Reading about the history of physics, I learned that there was a community of physicists who persisted believing in aether for decades after the Michelson-Morley experiment. After all, only some forms of aether were ruled out. This was true, at the time, but we don’t bother with that detail when teaching physics now. Instead, it gets streamlined to “aether was falsified by Michelson-Morley.” This is, in retrospect, true, and we don’t bother to mention those who pathetically kept after it.

The standard candidate for dark matter, the WIMP, is a supersymmetric particle. If supersymmetry is wrong, WIMPs don’t exist. And yet, there is a large community of particle physicists who persist in building ever bigger and better experiments designed to detect WIMPs. Funny enough, they haven’t detected anything. It was a good hypothesis, 38 years ago. Now its just a bad habit. The better ones tacitly acknowledge this, attributing their continuing efforts to the streetlight effect: you look where you can see.

Prof. Loeb offers another pertinent example:

When I ask graduating students at their thesis exam whether the cold dark matter paradigm will be proven wrong if their computer simulations will be in conflict with future data, they almost always say that any disagreement will indicate that they should add a missing ingredient to their theoretical model in order to “fix” the discrepancy.

Avi Loeb

This is indeed the attitude. So much so that no additional ingredient seems to absurd if it is what we need to save the phenomenon. Feedback is the obvious example in my own field, as that (or the synonyms “baryon physics” or “gastrophysics”) is invoked to explain away any and all discrepancies. It sounds simple, since feedback is a real effect that does happen, but this single word does a lot of complicated work under the hood. There are many distinct kinds of feedback: stellar winds, UV radiation from massive stars, supernova when those stars explode, X-rays from compact sources like neutron stars, and relativistic jets from supermasive black holes at the centers of galactic nuclei. These are the examples of feedback that I can think of off the top of my head, there are probably more. All of these things have perceptible, real-world effects on the relevant scales, with, for example, stars blowing apart the dust and gas of their stellar cocoons after they form.
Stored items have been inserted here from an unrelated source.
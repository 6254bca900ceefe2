use thiserror::Error;

#[derive(Debug, Error)]
pub enum HttpError {
    #[error("request failed: {0}")]
    Request(#[from] reqwest::Error),
    #[error("invalid JSON: {0}")]
    Json(#[from] serde_json::Error),
    #[error("invalid URL: {0}")]
    Url(#[from] url::ParseError),
    #[error("invalid header value: {0}")]
    InvalidHeader(String),
    /// Non-success response other than 429, carrying the API's own error body.
    #[error("HTTP {status}: {message} (code {code})")]
    Status {
        status: u16,
        code: u64,
        message: String,
    },
    #[error("still rate limited on {route} after {attempts} attempts")]
    RateLimited { route: String, attempts: u32 },
}

impl HttpError {
    pub fn status(&self) -> Option<u16> {
        match self {
            HttpError::Status { status, .. } => Some(*status),
            HttpError::RateLimited { .. } => Some(429),
            HttpError::Request(err) => err.status().map(|s| s.as_u16()),
            _ => None,
        }
    }

    pub fn is_not_found(&self) -> bool {
        self.status() == Some(404)
    }
}
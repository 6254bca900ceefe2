//! Voice connections: the voice gateway handshake, UDP IP discovery,
//! RTP packetization with secretbox encryption, and a paced audio player.

pub mod crypto;
pub mod discovery;
mod error;
pub mod ogg;
pub mod packet;
pub mod player;
mod registry;
mod session;
pub mod source;

pub use crypto::{EncryptionContext, EncryptionMode};
pub use error::{CryptoError, DiscoveryError, VoiceError};
pub use player::{AfterFinish, AudioPlayer, PlayerState, Track};
pub use registry::VoiceRegistry;
pub use session::{
    VoiceConfig, VoiceSession, VoiceSessionInfo, CLOSE_AUTHENTICATION_FAILED, CLOSE_DISCONNECTED,
    CLOSE_SESSION_INVALID,
};
pub use source::{AudioSource, FfmpegSource, MemorySource, OggOpusSource};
This very real process has bugger all to do with what feedback is invoked to do on galactic scales. Usually, supernova are blamed by theorists for any and all problems in dwarf galaxies, while observers tell me that stellar winds do most of the work in disrupting star forming regions. Confronted with this apparent discrepancy, the usual answer is that it doesn’t matter how the energy is input into the interstellar medium, just that it is. Yet we can see profound differences between stellar winds and supernova explosions, so this does not inspire confidence for the predictive power of theories that generically invoke feedback to explain away problems that wouldn’t be there in a healthy theory.
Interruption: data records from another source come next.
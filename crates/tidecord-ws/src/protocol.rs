use std::future::Future;

use serde::de::DeserializeOwned;

use crate::{ConnectionError, ConnectionHandle};

/// What the engine should do after a socket closes.
#[derive(Debug, Clone, Copy, PartialEq, Eq)]
pub enum CloseAction {
    Reconnect,
    Stop,
}

/// The strategy a [`Connection`](crate::Connection) is parameterized with.
///
/// The engine owns sockets, tasks and retries; the protocol decides what a
/// handshake is, how frames are interpreted and what a heartbeat looks like.
pub trait Protocol: Send + Sync + 'static {
    /// Decoded form of one inbound text frame.
    type Frame: DeserializeOwned + Send + 'static;

    /// Logical name used in logs.
    fn name(&self) -> &str;

    /// Target URL, consulted again before every connect attempt.
    fn url(&self) -> String;

    /// Runs once per successful socket connect, concurrently with the
    /// receive loop. Returning an error (or exceeding the configured
    /// handshake timeout) forces a reconnect.
    fn handshake(
        &self,
        conn: ConnectionHandle,
    ) -> impl Future<Output = Result<(), ConnectionError>> + Send;

    /// Handle one inbound frame. Frames are dispatched in arrival order, one
    /// at a time; errors are logged and do not end the receive loop.
    fn dispatch(
        &self,
        frame: Self::Frame,
        conn: &ConnectionHandle,
    ) -> impl Future<Output = Result<(), ConnectionError>> + Send;

    /// Full heartbeat frame to send.
    fn heartbeat_payload(&self) -> Result<serde_json::Value, ConnectionError>;

    /// Decide whether a close code allows reconnecting.
    fn on_close(&self, _code: u16) -> CloseAction {
        CloseAction::Reconnect
    }

    /// Reset per-socket protocol state after a disconnect.
    fn cleanup(&self) {}
}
This started a long time ago. I had already lost patience with this unscientific attitude to the point that I dubbed it the

Spergel Principle: “It is better to postdict than to predict.”

McGaugh 1998

This continues to go on and has now done so for so long that generations of students seem to think that this is how science is supposed to be done. If asked about hypothesis testing and whether a theory can be falsified, many theorists will first look mystified, then act put out. Why would you even ask that? (One does not question the paradigm.) The minority of better ones then rally to come up with some reason to justify that yes, what they’re talking about can be falsified, so it does qualify as physics. But those goalposts can always be moved.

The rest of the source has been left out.